Encadré 12 Participant en public et observateur en privé

Nous pouvons distinguer au moins quatre phases où nous avons adopté des profils différents. La première phase va d’août 2005 à septembre 2007. Le changement stratégique observé est alors en cours, nous sommes essentiellement professionnels, dans l’action. A cette date, nous ne sommes pas encore inscrits en thèse mais nous avons débuté notre formation de « chercheur ». Notre mémoire de master recherche porte sur la même entreprise mais sur une autre thématique : le passage d’un management par pays à un management global européen. Notre travail s’accompagne de collecte de données, sous forme de prises de notes, de collectes de documents qui semblent intéressants.

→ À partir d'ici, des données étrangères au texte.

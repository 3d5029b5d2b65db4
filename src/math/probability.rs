//! Cumulative weight tree for logarithmic-time weighted sampling
//!
//! A Fenwick tree over non-negative weights. Supports appending, point updates,
//! swap-removal and inverse-CDF lookup, all in `O(log n)`, so a frontier that
//! changes by a handful of cells per step never needs a full rebuild.
//!
//! [`ScaledWeights`] wraps the tree for weights whose magnitude can exceed `f64`:
//! it keeps log-weights and stores every weight divided by a common scale.

/// Largest log-weight, relative to the current scale, stored without rescaling
///
/// Keeps every stored weight below `e^256`, so sums over any frontier stay finite.
const LOG_SCALE_LIMIT: f64 = 256.0;

/// Fenwick tree of non-negative weights addressed by slot
#[derive(Clone, Debug, Default)]
pub struct CumulativeWeights {
    /// Raw weight per slot
    values: Vec<f64>,
    /// Partial sums; node `i` (one-based) covers slots `(i - lowbit(i), i]`
    tree: Vec<f64>,
}

const fn lowbit(index: usize) -> usize {
    index & index.wrapping_neg()
}

impl CumulativeWeights {
    /// Create an empty tree
    pub fn new() -> Self {
        Self::default()
    }

    /// Create an empty tree with room for `capacity` slots
    pub fn with_capacity(capacity: usize) -> Self {
        Self {
            values: Vec::with_capacity(capacity),
            tree: Vec::with_capacity(capacity),
        }
    }

    /// Number of slots
    pub fn len(&self) -> usize {
        self.values.len()
    }

    /// Whether the tree holds no slots
    pub fn is_empty(&self) -> bool {
        self.values.is_empty()
    }

    /// Weight stored at a slot
    pub fn get(&self, slot: usize) -> Option<f64> {
        self.values.get(slot).copied()
    }

    /// Sum of the first `count` weights
    pub fn prefix_sum(&self, count: usize) -> f64 {
        let mut index = count.min(self.tree.len());
        let mut sum = 0.0;
        while index > 0 {
            sum += self.tree.get(index - 1).copied().unwrap_or(0.0);
            index -= lowbit(index);
        }
        sum
    }

    /// Sum of all weights
    pub fn total(&self) -> f64 {
        self.prefix_sum(self.len())
    }

    /// Append a weight as a new last slot
    pub fn push(&mut self, weight: f64) {
        let index = self.values.len() + 1;
        // The new node covers (index - lowbit, index]; all but the last slot already exist
        let covered = self.prefix_sum(index - 1) - self.prefix_sum(index - lowbit(index));
        self.values.push(weight);
        self.tree.push(covered + weight);
    }

    /// Overwrite the weight at a slot
    ///
    /// Returns the previous weight, or `None` if the slot does not exist.
    pub fn set(&mut self, slot: usize, weight: f64) -> Option<f64> {
        let value = self.values.get_mut(slot)?;
        let previous = *value;
        *value = weight;

        let delta = weight - previous;
        let mut index = slot + 1;
        while let Some(node) = self.tree.get_mut(index - 1) {
            *node += delta;
            index += lowbit(index);
        }
        Some(previous)
    }

    /// Remove a slot by moving the last slot into its place
    ///
    /// Mirrors `swap_remove` on vectors and indexed sets. Returns the removed weight.
    pub fn swap_remove(&mut self, slot: usize) -> Option<f64> {
        let last = self.values.len().checked_sub(1)?;
        let removed = self.get(slot)?;
        if slot != last {
            let moved = self.get(last)?;
            self.set(slot, moved);
        }
        // The last node only covers ranges ending at the last slot
        self.values.pop();
        self.tree.pop();
        Some(removed)
    }

    /// Find the slot whose cumulative interval contains `target`
    ///
    /// Returns the smallest slot `i` with `prefix_sum(i + 1) > target`. Targets at or
    /// beyond the total, reachable only through floating point drift, resolve to the
    /// last slot.
    pub fn find(&self, target: f64) -> Option<usize> {
        let len = self.tree.len();
        if len == 0 {
            return None;
        }

        let mut position = 0;
        let mut remaining = target;
        let mut step = 1usize << (usize::BITS - 1 - len.leading_zeros());
        while step > 0 {
            let next = position + step;
            if let Some(&node) = self.tree.get(next - 1) {
                if node <= remaining {
                    position = next;
                    remaining -= node;
                }
            }
            step >>= 1;
        }

        Some(position.min(len - 1))
    }
}

/// Weights held relative to a common scale so that huge exponents stay finite
///
/// Slot `i` stores `exp(log_weight[i] - shift)` in a [`CumulativeWeights`] tree.
/// While every log-weight is at most `LOG_SCALE_LIMIT` the shift is zero and the
/// raw weights are stored unchanged. Otherwise the tree is rebuilt around the
/// largest log-weight, which then stores exactly `1.0`; weights smaller than it by
/// more than `f64` can resolve store zero.
#[derive(Clone, Debug, Default)]
pub struct ScaledWeights {
    /// Raw weight per slot, possibly infinite
    weights: Vec<f64>,
    /// Natural logarithm of each raw weight
    log_weights: Vec<f64>,
    shift: f64,
    scaled: CumulativeWeights,
}

impl ScaledWeights {
    /// Create an empty store with room for `capacity` slots
    pub fn with_capacity(capacity: usize) -> Self {
        Self {
            weights: Vec::with_capacity(capacity),
            log_weights: Vec::with_capacity(capacity),
            shift: 0.0,
            scaled: CumulativeWeights::with_capacity(capacity),
        }
    }

    /// Number of slots
    pub fn len(&self) -> usize {
        self.log_weights.len()
    }

    /// Whether the store holds no slots
    pub fn is_empty(&self) -> bool {
        self.log_weights.is_empty()
    }

    /// Log-weight subtracted from every stored weight
    pub const fn shift(&self) -> f64 {
        self.shift
    }

    /// Scaled weights, proportional to the raw ones
    pub const fn scaled(&self) -> &CumulativeWeights {
        &self.scaled
    }

    /// Append a slot given its raw weight and that weight's natural logarithm
    ///
    /// The raw weight may be infinite; only the log-weight must be finite.
    pub fn push(&mut self, weight: f64, log_weight: f64) {
        self.weights.push(weight);
        self.log_weights.push(log_weight);
        if log_weight - self.shift > LOG_SCALE_LIMIT {
            self.rescale();
        } else {
            self.scaled.push(self.stored(weight, log_weight));
        }
    }

    /// Remove a slot by moving the last slot into its place
    ///
    /// Returns the removed log-weight.
    pub fn swap_remove(&mut self, slot: usize) -> Option<f64> {
        if slot >= self.len() {
            return None;
        }
        self.weights.swap_remove(slot);
        let removed = self.log_weights.swap_remove(slot);
        self.scaled.swap_remove(slot);

        // Removing the dominant slot can leave only weights that underflowed
        if self.shift > 0.0 && self.scaled.total() < (-LOG_SCALE_LIMIT).exp() {
            self.rescale();
        }
        Some(removed)
    }

    fn stored(&self, weight: f64, log_weight: f64) -> f64 {
        if self.shift > 0.0 {
            (log_weight - self.shift).exp()
        } else {
            weight
        }
    }

    /// Rebuild the tree around the largest log-weight
    fn rescale(&mut self) {
        let largest = self
            .log_weights
            .iter()
            .copied()
            .fold(f64::NEG_INFINITY, f64::max);
        self.shift = if largest > LOG_SCALE_LIMIT { largest } else { 0.0 };

        let mut scaled = CumulativeWeights::with_capacity(self.len());
        for (&weight, &log_weight) in self.weights.iter().zip(&self.log_weights) {
            scaled.push(self.stored(weight, log_weight));
        }
        self.scaled = scaled;
    }
}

La seconde phase va de septembre 2007 à septembre 2008. Nous sommes toujours dans l’action, au cœur du changement de stratégie. Mais à ce moment-là, notre sujet de thèse est fixé. Les observations sont davantage orientées sur l’utilisation des outils de contrôle dans le changement de stratégie. La collecte de documents s’organise en corpus complets : revues budgétaires, reportings hebdomadaires, etc. (voir encadré 10, p. 143). Nous sommes chercheurs dans la collecte des données. De septembre 2008 à Avril 2010, la période sur laquelle porte l’étude est terminée, mais nous sommes toujours en poste dans l’entreprise, au poste de directeur financier France. Nous côtoyons toujours certains acteurs de la période de recherche. Le facteur temps joue. Certains projets aboutissent, d’autres sont remis en cause. Nous regardons cela avec davantage de détachement, car nous ne sommes plus directement concernés. Le professionnel laisse peu à peu la place au chercheur. Nous entamons des analyses systématiques des documents collectés : essais de codage, on retrace les évolutions thème par thème, etc. On revoit les différents éléments à partir des questions que l’on a jugées pertinentes suite à nos réflexions aidées par la revue de littérature. La quatrième phase va de mai 2010 à la fin de rédaction de cette thèse. Nous ne sommes alors plus sur le terrain. Nous sommes seuls face à nos données. Le professionnel a quasiment disparu. Le chercheur, entouré du monde académique (laboratoire, pairs…), essaye de trouver la façon de rédiger une description pertinente de ce qui s’est passé.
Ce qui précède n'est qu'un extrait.